I am a math professor with a scanned exam grading workflow that I hacked togethe...

Svetlitski · on Sept 18, 2021

You should consider looking into Gradescope (Gradescope.com). As a former TA, I can attest to it making grading much more pleasant and streamlined than it would be otherwise.

Evidlo · on Sept 18, 2021

> There are many evolutionary layers and no formal specification or verification;

There is a specification, but it's very complicated.

hyperpallium2 · on Sept 18, 2021

PDF uses postscript, which is Turing equivalent. It's a document format with the halting problem.

mkl · on Sept 18, 2021

PDF does not use Postscript, and is not Turing complete. Its drawing model is based on Postscript's (with additions), but its instruction set is focused on drawing, and can't do programming. Here is the instruction set, with equivalent Postscript commands where applicable: https://www.adobe.com/content/dam/acom/en/devnet/pdf/pdfs/PD.... Most parts of the Postscript language have no PDF equivalent.

Other things like JavaScript and Flash can be embedded, but they are extras on top of the document.

dunham · on Sept 18, 2021

It's based on postscript, like json is based on javascript.
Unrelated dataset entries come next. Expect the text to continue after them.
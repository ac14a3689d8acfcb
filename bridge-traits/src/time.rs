//! Clock and log sink seams.
//!
//! Export folders are scheduled in whole Unix seconds, so the clock is the
//! only source of "now" the core consults. Hosts substitute a fixed clock in
//! tests and their own journal behind [`LoggerSink`].

use chrono::{DateTime, Utc};
use serde::{Deserialize, Serialize};
use std::collections::HashMap;
use std::fmt;

use crate::error::Result;

/// Source of the current time.
///
/// ```ignore
/// use bridge_traits::time::Clock;
///
/// fn seconds_until_due(clock: &dyn Clock, last_checked: i64, period: i64) -> i64 {
///     (last_checked + period - clock.unix_timestamp()).max(0)
/// }
/// ```
pub trait Clock: Send + Sync {
    fn now(&self) -> DateTime<Utc>;

    /// Whole seconds since the Unix epoch
    fn unix_timestamp(&self) -> i64 {
        self.now().timestamp()
    }
}

/// Wall clock.
#[derive(Debug, Clone, Copy, Default)]
pub struct SystemClock;

impl Clock for SystemClock {
    fn now(&self) -> DateTime<Utc> {
        Utc::now()
    }
}

/// Severity of a forwarded log record, lowest first.
#[derive(Debug, Clone, Copy, PartialEq, Eq, PartialOrd, Ord, Hash, Serialize, Deserialize)]
#[serde(rename_all = "lowercase")]
pub enum LogLevel {
    Trace,
    Debug,
    Info,
    Warn,
    Error,
}

impl LogLevel {
    /// Directive name understood by `EnvFilter`
    pub fn as_str(&self) -> &'static str {
        match self {
            LogLevel::Trace => "trace",
            LogLevel::Debug => "debug",
            LogLevel::Info => "info",
            LogLevel::Warn => "warn",
            LogLevel::Error => "error",
        }
    }
}

impl fmt::Display for LogLevel {
    fn fmt(&self, f: &mut fmt::Formatter<'_>) -> fmt::Result {
        f.write_str(self.as_str())
    }
}

/// One record handed to the host.
#[derive(Debug, Clone, Serialize, Deserialize)]
pub struct LogEntry {
    pub level: LogLevel,
    pub timestamp: DateTime<Utc>,
    /// Module that emitted the record, e.g. `core_sync::export_sync`
    pub target: String,
    pub message: String,
    /// Structured fields, already formatted as text
    pub fields: HashMap<String, String>,
    /// Name of the innermost span the record was emitted in
    pub span: Option<String>,
}

impl LogEntry {
    pub fn new(level: LogLevel, target: impl Into<String>, message: impl Into<String>) -> Self {
        Self {
            level,
            timestamp: Utc::now(),
            target: target.into(),
            message: message.into(),
            fields: HashMap::new(),
            span: None,
        }
    }

    pub fn with_field(mut self, key: impl Into<String>, value: impl Into<String>) -> Self {
        self.fields.insert(key.into(), value.into());
        self
    }

    pub fn in_span(mut self, span: impl Into<String>) -> Self {
        self.span = Some(span.into());
        self
    }
}

/// Host side of the core's logging.
///
/// Field values may contain paths into the user's library; see
/// `core_runtime::logging::LoggingConfig::with_stripped_paths`.
#[async_trait::async_trait]
pub trait LoggerSink: Send + Sync {
    async fn log(&self, entry: LogEntry) -> Result<()>;

    async fn flush(&self) -> Result<()> {
        Ok(())
    }

    /// Records below this level are dropped before they are built
    fn min_level(&self) -> LogLevel {
        LogLevel::Info
    }
}

#[cfg(test)]
mod tests {
    use super::*;

    #[test]
    fn test_system_clock_seconds() {
        let clock = SystemClock;
        let before = Utc::now().timestamp();
        let seconds = clock.unix_timestamp();
        assert!(seconds >= before);
        assert!(seconds - before <= 1);
    }

    #[test]
    fn test_log_entry() {
        let entry = LogEntry::new(LogLevel::Warn, "core_sync", "Could not delete stale export file")
            .with_field("filename", "stale.jpg")
            .in_span("do_work");

        assert_eq!(entry.level, LogLevel::Warn);
        assert_eq!(entry.fields.get("filename").map(String::as_str), Some("stale.jpg"));
        assert_eq!(entry.span.as_deref(), Some("do_work"));
    }

    #[test]
    fn test_log_level_order_and_names() {
        assert!(LogLevel::Trace < LogLevel::Info);
        assert!(LogLevel::Error > LogLevel::Warn);
        assert_eq!(LogLevel::Debug.to_string(), "debug");
        assert_eq!(serde_json::to_string(&LogLevel::Error).unwrap(), "\"error\"");
    }
}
I don't believe there are any control flow (or even general arithmetic?) instructions in the content streams, so I don't see how it could be Turing complete. It's just a sequence of drawing and transformation commands, like SVG.

I presume the extensions to embed javascript are Turing complete, and IMO do not belong in a PDF file.
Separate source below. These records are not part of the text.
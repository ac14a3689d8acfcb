//! # Thumbnail Module
//!
//! Keeps the derived thumbnail store usable.
//!
//! ## Overview
//!
//! This module handles:
//! - Resolving full-size and scaled thumbnail paths by content hash
//! - Regenerating missing thumbnails from the original file
//! - Repairing unreadable full-size thumbnails with one bounded retry
//! - Rendering thumbnails with the `image` crate

pub mod codec;
pub mod error;
pub mod thumbnail;

pub use codec::{ImageThumbnailGenerator, ThumbnailGenerator};
pub use error::{MetadataError, Result};
pub use thumbnail::ThumbnailResolver;
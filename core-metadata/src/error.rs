use core_library::LibraryError;
use std::path::PathBuf;
use thiserror::Error;

#[derive(Error, Debug)]
pub enum MetadataError {
    #[error("Thumbnail for {hash} is unavailable: {message}")]
    NotFound { hash: String, message: String },

    #[error("Could not regenerate thumbnail {} for {hash}: {reason}", .path.display())]
    Regeneration {
        hash: String,
        path: PathBuf,
        reason: String,
    },

    #[error("Image processing failed: {message}")]
    ImageProcessing { message: String },

    #[error("Library error: {0}")]
    Library(#[from] LibraryError),

    #[error("Bridge error: {0}")]
    Bridge(#[from] bridge_traits::error::BridgeError),
}

impl MetadataError {
    pub fn is_not_found(&self) -> bool {
        match self {
            MetadataError::NotFound { .. } => true,
            MetadataError::Library(e) => e.is_not_found(),
            MetadataError::Bridge(e) => e.is_not_found(),
            _ => false,
        }
    }
}

pub type Result<T> = std::result::Result<T, MetadataError>;
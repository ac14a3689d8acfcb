//! # Export Folder Repository
//!
//! Persists export folders between runs.
//!
//! ## Overview
//!
//! [`ExportFolderRepository`] is what [`ExportFolderSync`](crate::ExportFolderSync)
//! saves through after every run. [`JsonExportFolderRepository`] keeps all
//! folders in one JSON document of [`SerialisableObject`] records, written
//! through the host's [`FileSystemAccess`].

use crate::error::{Result, SyncError};
use crate::export_folder::{ExportFolder, SerialisableObject};
use async_trait::async_trait;
use bridge_traits::storage::FileSystemAccess;
use bytes::Bytes;
use std::path::PathBuf;
use std::sync::Arc;
use tokio::sync::Mutex;
use tracing::{debug, warn};

// ============================================================================
// Repository Trait
// ============================================================================

/// Repository trait for export folder persistence
#[async_trait]
pub trait ExportFolderRepository: Send + Sync {
    /// Insert or replace the folder with the same name
    ///
    /// # Errors
    ///
    /// Returns an error if the store cannot be read or written
    async fn save(&self, folder: &ExportFolder) -> Result<()>;

    /// Every stored folder
    ///
    /// # Errors
    ///
    /// Returns an error if the store is unreadable or holds a record this
    /// version cannot load
    async fn load_all(&self) -> Result<Vec<ExportFolder>>;

    /// Remove a folder by name
    ///
    /// # Errors
    ///
    /// Returns [`SyncError::FolderNotFound`] if no folder has that name
    async fn delete(&self, name: &str) -> Result<()>;
}

// ============================================================================
// JSON Implementation
// ============================================================================

/// Stores export folders as a JSON array in a single file.
pub struct JsonExportFolderRepository {
    path: PathBuf,
    fs: Arc<dyn FileSystemAccess>,
    /// Serialises read-modify-write cycles on `path`
    lock: Mutex<()>,
}

impl JsonExportFolderRepository {
    pub fn new(path: impl Into<PathBuf>, fs: Arc<dyn FileSystemAccess>) -> Self {
        Self {
            path: path.into(),
            fs,
            lock: Mutex::new(()),
        }
    }

    async fn read_objects(&self) -> Result<Vec<SerialisableObject>> {
        let data = match self.fs.read_file(&self.path).await {
            Ok(data) => data,
            Err(e) if e.is_not_found() => return Ok(Vec::new()),
            Err(e) => return Err(e.into()),
        };

        Ok(serde_json::from_slice(&data)?)
    }

    async fn write_objects(&self, objects: &[SerialisableObject]) -> Result<()> {
        let data = serde_json::to_vec_pretty(objects)?;
        self.fs.write_file(&self.path, Bytes::from(data)).await?;
        debug!(path = ?self.path, count = objects.len(), "Wrote export folders");
        Ok(())
    }
}

#[async_trait]
impl ExportFolderRepository for JsonExportFolderRepository {
    async fn save(&self, folder: &ExportFolder) -> Result<()> {
        let _guard = self.lock.lock().await;

        let mut objects = self.read_objects().await?;
        let record = folder.to_record();

        match objects.iter_mut().find(|o| o.name() == record.name()) {
            Some(existing) => *existing = record,
            None => objects.push(record),
        }

        self.write_objects(&objects).await
    }

    async fn load_all(&self) -> Result<Vec<ExportFolder>> {
        let _guard = self.lock.lock().await;

        self.read_objects()
            .await?
            .into_iter()
            .map(ExportFolder::from_record)
            .collect()
    }

    async fn delete(&self, name: &str) -> Result<()> {
        let _guard = self.lock.lock().await;

        let mut objects = self.read_objects().await?;
        let before = objects.len();
        objects.retain(|o| o.name() != name);

        if objects.len() == before {
            warn!(folder = name, "Asked to delete an unknown export folder");
            return Err(SyncError::FolderNotFound(name.to_string()));
        }

        self.write_objects(&objects).await
    }
}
I've also heard that some of the embedded font formats have features that are Turing complete, but I don't know the details on that.
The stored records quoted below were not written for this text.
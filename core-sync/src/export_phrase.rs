//! # Export Phrases
//!
//! Export folders name the files they write from a phrase such as
//! `{hash} - (character) [series]`. A phrase mixes literal text with three
//! kinds of span:
//!
//! - `[namespace]` - the file's current tags in that namespace, prefix
//!   stripped, joined with `", "`
//! - `{predicate}` - a computed value: `hash`, `tags` or `nn tags`
//! - `(tag)` - the tag itself, if the file carries it
//!
//! Spans are found in three passes, `[]` first, then `{}`, then `()`. Each
//! pass only splits the literal text left by the previous one, so a span
//! never contains another span's delimiters after parsing.
//!
//! ## Usage
//!
//! ```ignore
//! use core_sync::export_phrase::{parse_export_phrase, render_export_filename, FilenameRules};
//!
//! let terms = parse_export_phrase("{hash} - [series]")?;
//! let filename = render_export_filename(&terms, &record, FilenameRules::host());
//! ```

use crate::error::{Result, SyncError};
use core_library::models::{strip_namespace, MediaRecord};

/// One parsed piece of an export phrase.
#[derive(Debug, Clone, PartialEq, Eq)]
pub enum ExportTerm {
    Literal(String),
    Namespace(String),
    Predicate(String),
    Tag(String),
}

/// Which characters a destination filesystem rejects in filenames.
#[derive(Debug, Clone, Copy, PartialEq, Eq)]
pub enum FilenameRules {
    /// `\ / : * ? " < > |`
    Windows,
    /// `/` only
    Posix,
}

impl FilenameRules {
    /// Rules for the filesystem this process runs on.
    pub fn host() -> Self {
        if cfg!(windows) {
            FilenameRules::Windows
        } else {
            FilenameRules::Posix
        }
    }

    fn is_reserved(self, c: char) -> bool {
        match self {
            FilenameRules::Windows => {
                matches!(c, '\\' | '/' | ':' | '*' | '?' | '"' | '<' | '>' | '|')
            }
            FilenameRules::Posix => c == '/',
        }
    }
}

const SPANS: [(char, char, fn(String) -> ExportTerm); 3] = [
    ('[', ']', ExportTerm::Namespace),
    ('{', '}', ExportTerm::Predicate),
    ('(', ')', ExportTerm::Tag),
];

/// Parse a phrase into terms, in phrase order.
///
/// Fails with [`SyncError::Phrase`] when a delimiter is left unclosed, a
/// closing delimiter has no opener, or a span of one kind is opened twice.
/// Empty literal fragments are dropped.
pub fn parse_export_phrase(phrase: &str) -> Result<Vec<ExportTerm>> {
    let mut terms = vec![ExportTerm::Literal(phrase.to_string())];

    for (open, close, make) in SPANS {
        let mut split = Vec::with_capacity(terms.len());

        for term in terms {
            match term {
                ExportTerm::Literal(text) => split_spans(phrase, &text, open, close, make, &mut split)?,
                typed => split.push(typed),
            }
        }

        terms = split;
    }

    Ok(terms)
}

fn split_spans(
    phrase: &str,
    text: &str,
    open: char,
    close: char,
    make: fn(String) -> ExportTerm,
    out: &mut Vec<ExportTerm>,
) -> Result<()> {
    let malformed = |reason: String| SyncError::Phrase {
        phrase: phrase.to_string(),
        reason,
    };

    let mut rest = text;

    while let Some(start) = rest.find(open) {
        let before = &rest[..start];
        if before.contains(close) {
            return Err(malformed(format!("'{}' without a matching '{}'", close, open)));
        }
        push_literal(before, out);

        let after = &rest[start + open.len_utf8()..];
        let end = after
            .find(close)
            .ok_or_else(|| malformed(format!("'{}' is never closed", open)))?;

        let inner = &after[..end];
        if inner.contains(open) {
            return Err(malformed(format!("'{}' cannot be nested", open)));
        }
        out.push(make(inner.to_string()));

        rest = &after[end + close.len_utf8()..];
    }

    if rest.contains(close) {
        return Err(malformed(format!("'{}' without a matching '{}'", close, open)));
    }
    push_literal(rest, out);

    Ok(())
}

fn push_literal(text: &str, out: &mut Vec<ExportTerm>) {
    if !text.is_empty() {
        out.push(ExportTerm::Literal(text.to_string()));
    }
}

/// Build the destination filename for `record`.
///
/// The rendered terms are sanitised for `rules` and the record's mime
/// extension is appended afterwards.
pub fn render_export_filename(
    terms: &[ExportTerm],
    record: &MediaRecord,
    rules: FilenameRules,
) -> String {
    let mut filename = String::new();

    for term in terms {
        match term {
            ExportTerm::Literal(text) => filename.push_str(text),
            ExportTerm::Namespace(namespace) => {
                let subtags: Vec<&str> = record
                    .tags
                    .namespace_slice(namespace)
                    .into_iter()
                    .map(strip_namespace)
                    .collect();
                filename.push_str(&subtags.join(", "));
            }
            ExportTerm::Predicate(predicate) => render_predicate(predicate, record, &mut filename),
            ExportTerm::Tag(tag) => {
                let subtag = strip_namespace(tag);
                if record.tags.has_tag(subtag) {
                    filename.push_str(subtag);
                }
            }
        }
    }

    let mut filename = sanitize_filename(&filename, rules);
    filename.push_str(record.mime.extension());
    filename
}

fn render_predicate(predicate: &str, record: &MediaRecord, filename: &mut String) {
    match predicate {
        "hash" => filename.push_str(&record.hash.to_hex()),
        "tags" => {
            let mut tags: Vec<&str> = record
                .tags
                .combined()
                .into_iter()
                .map(strip_namespace)
                .collect();
            tags.sort_unstable();
            filename.push_str(&tags.join(", "));
        }
        "nn tags" | "nn-tags" => {
            let tags: Vec<&str> = record
                .tags
                .combined()
                .into_iter()
                .filter(|tag| !tag.contains(':'))
                .collect();
            filename.push_str(&tags.join(", "));
        }
        _ => {}
    }
}

/// Replace every character `rules` reserves with `_`.
pub fn sanitize_filename(filename: &str, rules: FilenameRules) -> String {
    filename
        .chars()
        .map(|c| if rules.is_reserved(c) { '_' } else { c })
        .collect()
}

#[cfg(test)]
mod tests {
    use super::*;
    use core_library::{ContentHash, Mime, TagsView};
    use std::collections::HashMap;

    fn literal(s: &str) -> ExportTerm {
        ExportTerm::Literal(s.to_string())
    }

    fn record(current: &[&str], pending: &[&str]) -> MediaRecord {
        MediaRecord::new(
            ContentHash::digest(b"hello"),
            Mime::Jpeg,
            5,
            TagsView::new(current.iter().copied(), pending.iter().copied()),
        )
    }

    #[test]
    fn test_parse_splits_spans_in_order() {
        let terms = parse_export_phrase("a[b]c{d}e(f)g").unwrap();

        assert_eq!(
            terms,
            vec![
                literal("a"),
                ExportTerm::Namespace("b".to_string()),
                literal("c"),
                ExportTerm::Predicate("d".to_string()),
                literal("e"),
                ExportTerm::Tag("f".to_string()),
                literal("g"),
            ]
        );
    }

    #[test]
    fn test_parse_does_not_resplit_typed_terms() {
        let terms = parse_export_phrase("[a(b){c}]").unwrap();
        assert_eq!(terms, vec![ExportTerm::Namespace("a(b){c}".to_string())]);

        let terms = parse_export_phrase("{x(y)} (z)").unwrap();
        assert_eq!(
            terms,
            vec![
                ExportTerm::Predicate("x(y)".to_string()),
                literal(" "),
                ExportTerm::Tag("z".to_string()),
            ]
        );
    }

    #[test]
    fn test_parse_plain_text() {
        assert_eq!(parse_export_phrase("export").unwrap(), vec![literal("export")]);
        assert!(parse_export_phrase("").unwrap().is_empty());
    }

    #[test]
    fn test_parse_rejects_unbalanced_delimiters() {
        for phrase in ["[series", "series]", "{hash", "hash}", "(tag", "a)b(c)", "[a[b]"] {
            let err = parse_export_phrase(phrase).unwrap_err();
            assert!(matches!(err, SyncError::Phrase { .. }), "{}", phrase);
        }
    }

    #[test]
    fn test_render_hash() {
        let terms = parse_export_phrase("{hash}").unwrap();
        assert_eq!(terms, vec![ExportTerm::Predicate("hash".to_string())]);

        let filename = render_export_filename(&terms, &record(&[], &[]), FilenameRules::Posix);
        assert_eq!(
            filename,
            "2cf24dba5fb0a30e26e83b2ac5b9e29e1b161e5c1fa7425e73043362938b9824.jpg"
        );
    }

    #[test]
    fn test_render_namespace_collapses_siblings() {
        let siblings = HashMap::from([(
            "character:samus".to_string(),
            "character:samus aran".to_string(),
        )]);
        let mut rec = record(&["character:samus", "character:link", "series:metroid"], &[]);
        rec.tags = rec.tags.with_siblings(siblings);

        let terms = parse_export_phrase("[character] - [series] [creator]").unwrap();
        let filename = render_export_filename(&terms, &rec, FilenameRules::Posix);

        assert_eq!(filename, "link, samus aran - metroid .jpg");
    }

    #[test]
    fn test_render_tag_predicates() {
        let rec = record(&["series:metroid", "blue sky"], &["character:samus", "armour"]);

        let tags = parse_export_phrase("{tags}").unwrap();
        assert_eq!(
            render_export_filename(&tags, &rec, FilenameRules::Posix),
            "armour, blue sky, metroid, samus.jpg"
        );

        let nn_tags = parse_export_phrase("{nn tags}").unwrap();
        assert_eq!(
            render_export_filename(&nn_tags, &rec, FilenameRules::Posix),
            "armour, blue sky.jpg"
        );

        let unknown = parse_export_phrase("x{unknown}y").unwrap();
        assert_eq!(render_export_filename(&unknown, &rec, FilenameRules::Posix), "xy.jpg");
    }

    #[test]
    fn test_render_tag_matches_stripped_form() {
        let rec = record(&["blue sky", "samus"], &[]);

        let terms = parse_export_phrase("(blue sky)(character:samus)(red)").unwrap();
        assert_eq!(
            render_export_filename(&terms, &rec, FilenameRules::Posix),
            "blue skysamus.jpg"
        );

        let namespaced_only = record(&["character:samus"], &[]);
        assert_eq!(
            render_export_filename(&terms, &namespaced_only, FilenameRules::Posix),
            ".jpg"
        );
    }

    #[test]
    fn test_windows_rules_leave_no_reserved_characters() {
        let rec = record(&["title:what? <a|b> \"c\" d:e/f\\g*"], &[]);
        let terms = parse_export_phrase("[title]").unwrap();

        let filename = render_export_filename(&terms, &rec, FilenameRules::Windows);
        let stem = filename.trim_end_matches(".jpg");

        assert!(!stem.chars().any(|c| FilenameRules::Windows.is_reserved(c)));
        assert_eq!(stem, "what_ _a_b_ _c_ d_e_f_g_");
    }

    #[test]
    fn test_posix_rules_only_replace_slash() {
        assert_eq!(
            sanitize_filename("a/b:c*d?", FilenameRules::Posix),
            "a_b:c*d?"
        );
    }
}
If there is a way to implement a Turing machine in PDF, outside of the fonts and javascript, I'd love to see the details. (I know somebody managed it with just the macro expansion bit of TeX.)

maxerickson · on Sept 18, 2021

Postscript files are often rendered into PDF, but PDF doesn't use postscript.

Syzygies · on Sept 18, 2021

See dunham's answer. Anyone who has seen a PDF file in text form would swear they're looking at Postscript. There's a common intersection that's identical.

Very roughly speaking (this is a semantic debate where everyone is wrong from someone else's perspective), a PDF file is a restricted subset of Postscript, with added indexes so one can render pages in the middle without having to process the code from the beginning.

The hardship in generating PDFs from scratch is getting those indexes right. It's far easier to convert a Postscript file using standard tools.

maxerickson · on Sept 19, 2021

That's fair. I was waffling about using stronger language, "pdf isn't postscript", but didn't get there. It would have been more correct.

kaba0 · on Sept 19, 2021

The same way as JSON is a subset of JS, it has radically different properties that way, so comparisons to postscript is not really meaningful.

einpoklum · on Sept 18, 2021

That is not a realistic concern for GP. The scanned exams won't even involve any Postscript.

Syzygies · on Sept 18, 2021

I do insert the score radio buttons using the "pdfmark" mechanism via Postscript.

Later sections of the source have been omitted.